> **WHAT YOU HAVE TO DO**:
Among the records below, find the lines that contain "ValueEnum" and copy each of them.

> **SOURCE MATERIAL**:
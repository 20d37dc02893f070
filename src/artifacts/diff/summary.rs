use crate::artifacts::diff::operation::DiffOperation;
use derive_new::new;
use std::fmt::Display;

/// Counts of added, changed and removed lines; unchanged lines are not counted.
#[derive(Debug, Clone, Copy, Default, PartialEq, Eq, new)]
pub struct DiffStats {
    pub added: usize,
    pub changed: usize,
    pub removed: usize,
}

impl Display for DiffStats {
    fn fmt(&self, f: &mut std::fmt::Formatter<'_>) -> std::fmt::Result {
        write!(
            f,
            "Added: {} | Changed: {} | Removed: {}",
            self.added, self.changed, self.removed
        )
    }
}

/// Category of a line shown in the new-text view. Removed lines never reach it.
#[derive(Debug, Clone, Copy, PartialEq, Eq, Hash)]
pub enum RenderKind {
    Unchanged,
    Added,
    Changed,
}

#[derive(Debug, Clone, PartialEq, Eq, new)]
pub struct RenderedLine<T> {
    kind: RenderKind,
    line: T,
}

impl<T> RenderedLine<T> {
    pub fn kind(&self) -> RenderKind {
        self.kind
    }

    pub fn line(&self) -> &T {
        &self.line
    }
}

/// Final result of a comparison: the counts plus the new-text view.
#[derive(Debug, Clone, PartialEq, Eq)]
pub struct DiffReport<T> {
    stats: DiffStats,
    lines: Vec<RenderedLine<T>>,
}

impl<T> DiffReport<T> {
    pub fn from_operations(operations: Vec<DiffOperation<T>>) -> Self {
        let mut stats = DiffStats::default();
        let mut lines = Vec::with_capacity(operations.len());

        for operation in operations {
            match operation {
                DiffOperation::Removed { .. } => stats.removed += 1,
                DiffOperation::Added { line } => {
                    stats.added += 1;
                    lines.push(RenderedLine::new(RenderKind::Added, line));
                }
                DiffOperation::Changed { line } => {
                    stats.changed += 1;
                    lines.push(RenderedLine::new(RenderKind::Changed, line));
                }
                DiffOperation::Unchanged { line } => {
                    lines.push(RenderedLine::new(RenderKind::Unchanged, line));
                }
            }
        }

        DiffReport { stats, lines }
    }

    pub fn stats(&self) -> &DiffStats {
        &self.stats
    }

    pub fn lines(&self) -> &[RenderedLine<T>] {
        &self.lines
    }
}
use crate::artifacts::diff::operation::DiffOperation;
use crate::artifacts::diff::similarity::similarity;
use derive_new::new;

/// Similarity an added line must strictly exceed to count as a changed line.
pub const DEFAULT_SIMILARITY_THRESHOLD: f64 = 0.7;

/// How removed lines are shared between added lines during classification.
#[derive(Debug, Clone, Copy, PartialEq, Eq, Default)]
pub enum PairingMode {
    /// A removed line stays available after a match, so it can mark several
    /// added lines as changed.
    #[default]
    Shared,
    /// A removed line is taken out of the pool by its first match.
    ConsumeOnMatch,
}

/// Rewrites `Added` operations as `Changed` when a removed line is similar
/// enough.
///
/// Every removed line, in order, forms the candidate pool. Each added line
/// picks the first candidate whose similarity is strictly above the threshold.
/// Operation count and order never change, and `Removed`/`Unchanged`
/// operations pass through untouched.
#[derive(Debug, Clone, Copy, PartialEq, new)]
pub struct ChangeClassifier {
    threshold: f64,
    pairing: PairingMode,
}

impl Default for ChangeClassifier {
    fn default() -> Self {
        ChangeClassifier::new(DEFAULT_SIMILARITY_THRESHOLD, PairingMode::default())
    }
}

impl ChangeClassifier {
    pub fn classify<T>(&self, operations: &[DiffOperation<T>]) -> Vec<DiffOperation<T>>
    where
        T: AsRef<str> + Clone,
    {
        let mut candidates = operations
            .iter()
            .filter_map(|operation| match operation {
                DiffOperation::Removed { line } => Some(line.as_ref()),
                _ => None,
            })
            .collect::<Vec<_>>();

        operations
            .iter()
            .map(|operation| match operation {
                DiffOperation::Added { line } if self.take_match(&mut candidates, line.as_ref()) => {
                    DiffOperation::Changed { line: line.clone() }
                }
                other => other.clone(),
            })
            .collect()
    }

    fn take_match(&self, candidates: &mut Vec<&str>, line: &str) -> bool {
        let Some(position) = candidates
            .iter()
            .position(|candidate| similarity(line, candidate) > self.threshold)
        else {
            return false;
        };

        if self.pairing == PairingMode::ConsumeOnMatch {
            candidates.remove(position);
        }

        true
    }
}
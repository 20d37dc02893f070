use anyhow::Context;
use std::io::Read;
use std::path::Path;

/// Path value that stands for standard input.
pub const STDIN_PATH: &str = "-";

pub fn is_stdin(path: &Path) -> bool {
    path.as_os_str() == STDIN_PATH
}

/// Reads a whole text block from a file, or from stdin for `-`.
pub fn read_block(path: &Path) -> anyhow::Result<String> {
    if is_stdin(path) {
        let mut block = String::new();
        std::io::stdin()
            .read_to_string(&mut block)
            .context("failed to read text from stdin")?;
        return Ok(block);
    }

    std::fs::read_to_string(path).with_context(|| format!("failed to read {}", path.display()))
}

/// Reads both sides; at most one of them may come from stdin.
pub fn read_pair(old: &Path, new: &Path) -> anyhow::Result<(String, String)> {
    if is_stdin(old) && is_stdin(new) {
        anyhow::bail!("only one of the old and new texts can be read from stdin");
    }

    Ok((read_block(old)?, read_block(new)?))
}
pub mod areas;
pub mod artifacts;
pub mod commands;
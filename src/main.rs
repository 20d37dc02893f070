use anyhow::Result;
use clap::{Args, Parser, Subcommand, ValueEnum};
use is_terminal::IsTerminal;
use minus::Pager;
use redline::areas::autosave::DEFAULT_DEBOUNCE;
use redline::areas::session::{Session, resolve_store_root};
use redline::artifacts::core::PagerWriter;
use redline::artifacts::diff::classifier::{
    ChangeClassifier, DEFAULT_SIMILARITY_THRESHOLD, PairingMode,
};
use redline::artifacts::render::OutputFormat;
use redline::commands::porcelain::compare::{CompareOptions, DEFAULT_MAX_TABLE_CELLS};
use redline::commands::porcelain::watch::WatchOptions;
use std::path::PathBuf;
use std::time::Duration;

#[derive(Parser)]
#[command(
    name = "redline",
    version = "0.1.0",
    author = "Sami Barbut-Dica",
    about = "Line-level text comparison with change detection",
    long_about = "Compares an old and a new block of text line by line. \
    Lines are aligned with a longest-common-subsequence table, and added lines \
    that closely resemble a removed line are reported as changed. \
    The last compared texts are saved so they can be shown or compared again.",
    help_template = r"
{name} {version} - {about}

USAGE:
    {usage}

OPTIONS:
    {all-args}
",
)]
struct Cli {
    #[arg(
        long,
        global = true,
        help = "Directory holding the saved texts (defaults to $REDLINE_HOME, then the current directory)"
    )]
    store: Option<PathBuf>,
    #[arg(
        long,
        global = true,
        value_enum,
        default_value_t = ColorChoice::Auto,
        help = "When to color terminal output"
    )]
    color: ColorChoice,
    #[command(subcommand)]
    command: Commands,
}

#[derive(Debug, Clone, Copy, PartialEq, Eq, ValueEnum)]
enum ColorChoice {
    Auto,
    Always,
    Never,
}

impl ColorChoice {
    fn enabled(&self) -> bool {
        match self {
            ColorChoice::Auto => std::io::stdout().is_terminal(),
            ColorChoice::Always => true,
            ColorChoice::Never => false,
        }
    }
}

#[derive(Args)]
struct DiffArgs {
    #[arg(
        long,
        default_value_t = DEFAULT_SIMILARITY_THRESHOLD,
        value_parser = parse_threshold,
        help = "Similarity above which an added line counts as changed"
    )]
    threshold: f64,
    #[arg(
        long,
        help = "Let each removed line justify at most one changed line"
    )]
    consume_on_match: bool,
    #[arg(
        long,
        default_value_t = DEFAULT_MAX_TABLE_CELLS,
        help = "Refuse inputs whose alignment table (old lines x new lines) exceeds this many cells (0 disables). \
        Line length is not counted; change detection scores each added line against each removed line, \
        so very long lines on both sides still take time"
    )]
    max_table_cells: usize,
}

impl DiffArgs {
    fn classifier(&self) -> ChangeClassifier {
        let pairing = if self.consume_on_match {
            PairingMode::ConsumeOnMatch
        } else {
            PairingMode::Shared
        };

        ChangeClassifier::new(self.threshold, pairing)
    }
}

fn parse_threshold(raw: &str) -> Result<f64, String> {
    let value = raw
        .parse::<f64>()
        .map_err(|e| format!("invalid threshold {raw:?}: {e}"))?;

    if (0.0..=1.0).contains(&value) {
        Ok(value)
    } else {
        Err(format!("threshold must be between 0 and 1, got {value}"))
    }
}

#[derive(Subcommand)]
enum Commands {
    #[command(
        name = "compare",
        about = "Compare an old and a new text",
        long_about = "This command prints the new text with added (+) and changed (~) lines marked, \
        followed by the diff stats, and saves both texts. \
        Without --old and --new it compares the saved texts. Use - to read one side from stdin."
    )]
    Compare {
        #[arg(long, help = "File with the old text")]
        old: Option<PathBuf>,
        #[arg(long, help = "File with the new text")]
        new: Option<PathBuf>,
        #[arg(long, value_enum, default_value_t = OutputFormat::Text, help = "Output format")]
        format: OutputFormat,
        #[arg(long, help = "Show the output in a pager when stdout is a terminal")]
        pager: bool,
        #[command(flatten)]
        diff: DiffArgs,
    },
    #[command(
        name = "watch",
        about = "Re-compare two files whenever they change",
        long_about = "This command polls both files, prints a fresh comparison after every change \
        and auto-saves the texts once edits settle. Stop it with Ctrl-C."
    )]
    Watch {
        #[arg(long, help = "File with the old text")]
        old: PathBuf,
        #[arg(long, help = "File with the new text")]
        new: PathBuf,
        #[arg(long, value_enum, default_value_t = OutputFormat::Text, help = "Output format")]
        format: OutputFormat,
        #[arg(
            long,
            default_value_t = DEFAULT_DEBOUNCE.as_millis() as u64,
            help = "Auto-save quiet period in milliseconds"
        )]
        debounce_ms: u64,
        #[arg(
            long,
            default_value_t = 1000,
            value_parser = clap::value_parser!(u64).range(1..),
            help = "Polling interval in milliseconds"
        )]
        interval_ms: u64,
        #[arg(
            long,
            value_parser = clap::builder::RangedU64ValueParser::<usize>::new().range(1..),
            help = "Stop after this many polls"
        )]
        iterations: Option<usize>,
        #[command(flatten)]
        diff: DiffArgs,
    },
    #[command(
        name = "align",
        about = "Print the raw line alignment",
        long_about = "This command prints every aligned line prefixed with ' ', '+' or '-', \
        without detecting changed lines and without saving anything."
    )]
    Align {
        #[arg(long, help = "File with the old text")]
        old: PathBuf,
        #[arg(long, help = "File with the new text")]
        new: PathBuf,
    },
    #[command(name = "show", about = "Print the saved texts")]
    Show,
    #[command(name = "clear", about = "Forget the saved texts")]
    Clear,
}

#[tokio::main]
async fn main() -> Result<()> {
    env_logger::init();

    let cli = Cli::parse();
    let color = cli.color.enabled();
    colored::control::set_override(color);

    let root = resolve_store_root(cli.store)?;

    match cli.command {
        Commands::Compare {
            old,
            new,
            format,
            pager,
            diff,
        } => {
            let opts = CompareOptions {
                old,
                new,
                classifier: diff.classifier(),
                max_table_cells: diff.max_table_cells,
                format,
                color,
            };

            if pager && std::io::stdout().is_terminal() {
                let pager = Pager::new();
                let session = Session::new(&root, Box::new(PagerWriter::new(pager.clone())))?;
                session.compare(&opts)?;
                PagerWriter::page(pager)?;
            } else {
                let session = Session::new(&root, Box::new(std::io::stdout()))?;
                session.compare(&opts)?;
            }
        }
        Commands::Watch {
            old,
            new,
            format,
            debounce_ms,
            interval_ms,
            iterations,
            diff,
        } => {
            let opts = WatchOptions {
                compare: CompareOptions {
                    old: Some(old),
                    new: Some(new),
                    classifier: diff.classifier(),
                    max_table_cells: diff.max_table_cells,
                    format,
                    color,
                },
                interval: Duration::from_millis(interval_ms),
                debounce: Duration::from_millis(debounce_ms),
                iterations,
            };

            let session = Session::new(&root, Box::new(std::io::stdout()))?;
            session.watch(&opts).await?;
        }
        Commands::Align { old, new } => {
            let session = Session::new(&root, Box::new(std::io::stdout()))?;
            session.align(&old, &new)?;
        }
        Commands::Show => {
            let session = Session::new(&root, Box::new(std::io::stdout()))?;
            session.show()?;
        }
        Commands::Clear => {
            let session = Session::new(&root, Box::new(std::io::stdout()))?;
            session.clear()?;
        }
    }

    Ok(())
}
//! Line diff engine
//!
//! The comparison runs as a pipeline of pure stages:
//!
//! - `lcs`: LCS alignment into unchanged/added/removed operations
//! - `classifier`: re-tags added lines as changed when a removed line is similar
//! - `summary`: counts plus the new-text view handed to renderers
//!
//! `similarity` holds the edit-distance metric the classifier scores with, and
//! `operation` the operation type shared by every stage.

pub mod classifier;
pub mod lcs;
pub mod operation;
pub mod similarity;
pub mod summary;

use crate::artifacts::diff::classifier::ChangeClassifier;
use crate::artifacts::diff::lcs::align;
use crate::artifacts::diff::summary::DiffReport;

/// Aligns, classifies and summarizes two line sequences.
pub fn compare<T>(old: &[T], new: &[T], classifier: &ChangeClassifier) -> DiffReport<T>
where
    T: AsRef<str> + Eq + Clone,
{
    let aligned = align(old, new);
    DiffReport::from_operations(classifier.classify(&aligned))
}
//! Presentation of a finished comparison
//!
//! - `html`: escaped `<div>` markup with a stats banner
//! - `terminal`: marker column with optional colors
//!
//! Renderers only see the [`DiffReport`]; they never touch the diff engine.

pub mod html;
pub mod terminal;

use crate::artifacts::diff::summary::DiffReport;
use crate::artifacts::render::html::HtmlRenderer;
use crate::artifacts::render::terminal::TerminalRenderer;
use clap::ValueEnum;
use std::io::Write;

pub trait Render {
    fn render<T: AsRef<str>>(
        &self,
        report: &DiffReport<T>,
        writer: &mut dyn Write,
    ) -> anyhow::Result<()>;
}

#[derive(Debug, Clone, Copy, PartialEq, Eq, Default, ValueEnum)]
pub enum OutputFormat {
    /// New text with `+`/`~` markers and a stats line
    #[default]
    Text,
    /// New text as classed HTML lines
    Html,
    /// Stats line only
    Stats,
}

impl OutputFormat {
    pub fn render<T: AsRef<str>>(
        &self,
        report: &DiffReport<T>,
        color: bool,
        writer: &mut dyn Write,
    ) -> anyhow::Result<()> {
        match self {
            OutputFormat::Text => TerminalRenderer::new(color).render(report, writer),
            OutputFormat::Html => HtmlRenderer.render(report, writer),
            OutputFormat::Stats => {
                writeln!(writer, "Diff Stats: {}", report.stats())?;
                Ok(())
            }
        }
    }
}
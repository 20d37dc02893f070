use crate::artifacts::diff::summary::{DiffReport, DiffStats, RenderKind, RenderedLine};
use crate::artifacts::render::Render;
use std::io::Write;

/// Escapes the characters that would otherwise open or break markup.
pub fn escape_html(line: &str) -> String {
    line.replace('&', "&amp;")
        .replace('<', "&lt;")
        .replace('>', "&gt;")
}

fn css_class(kind: RenderKind) -> &'static str {
    match kind {
        RenderKind::Added => "added",
        RenderKind::Changed => "changed",
        RenderKind::Unchanged => "",
    }
}

/// Renders the new-text view as one `<div>` per line, classed by category.
#[derive(Debug, Clone, Copy, Default)]
pub struct HtmlRenderer;

impl HtmlRenderer {
    pub fn stats_banner(stats: &DiffStats) -> String {
        format!("<strong>Diff Stats:</strong> {}", stats)
    }

    pub fn line_markup<T: AsRef<str>>(line: &RenderedLine<T>) -> String {
        format!(
            "<div class=\"{}\">{}</div>",
            css_class(line.kind()),
            escape_html(line.line().as_ref())
        )
    }
}

impl Render for HtmlRenderer {
    fn render<T: AsRef<str>>(
        &self,
        report: &DiffReport<T>,
        writer: &mut dyn Write,
    ) -> anyhow::Result<()> {
        writeln!(
            writer,
            "<div class=\"diff-stats\">{}</div>",
            Self::stats_banner(report.stats())
        )?;
        for line in report.lines() {
            writeln!(writer, "{}", Self::line_markup(line))?;
        }

        Ok(())
    }
}
use crate::areas::session::Session;

impl Session {
    /// Forgets the saved texts. Returns whether anything was removed.
    pub fn clear(&self) -> anyhow::Result<bool> {
        let removed = self.store().remove_all()?;

        if removed {
            writeln!(self.writer(), "Cleared saved texts")?;
        } else {
            writeln!(self.writer(), "No saved texts")?;
        }

        Ok(removed)
    }
}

> **WORKED SOLUTION**:
use clap::{Args, Parser, Subcommand, ValueEnum};
#[derive(Debug, Clone, Copy, PartialEq, Eq, ValueEnum)]
use clap::ValueEnum;
#[derive(Debug, Clone, Copy, PartialEq, Eq, Default, ValueEnum)]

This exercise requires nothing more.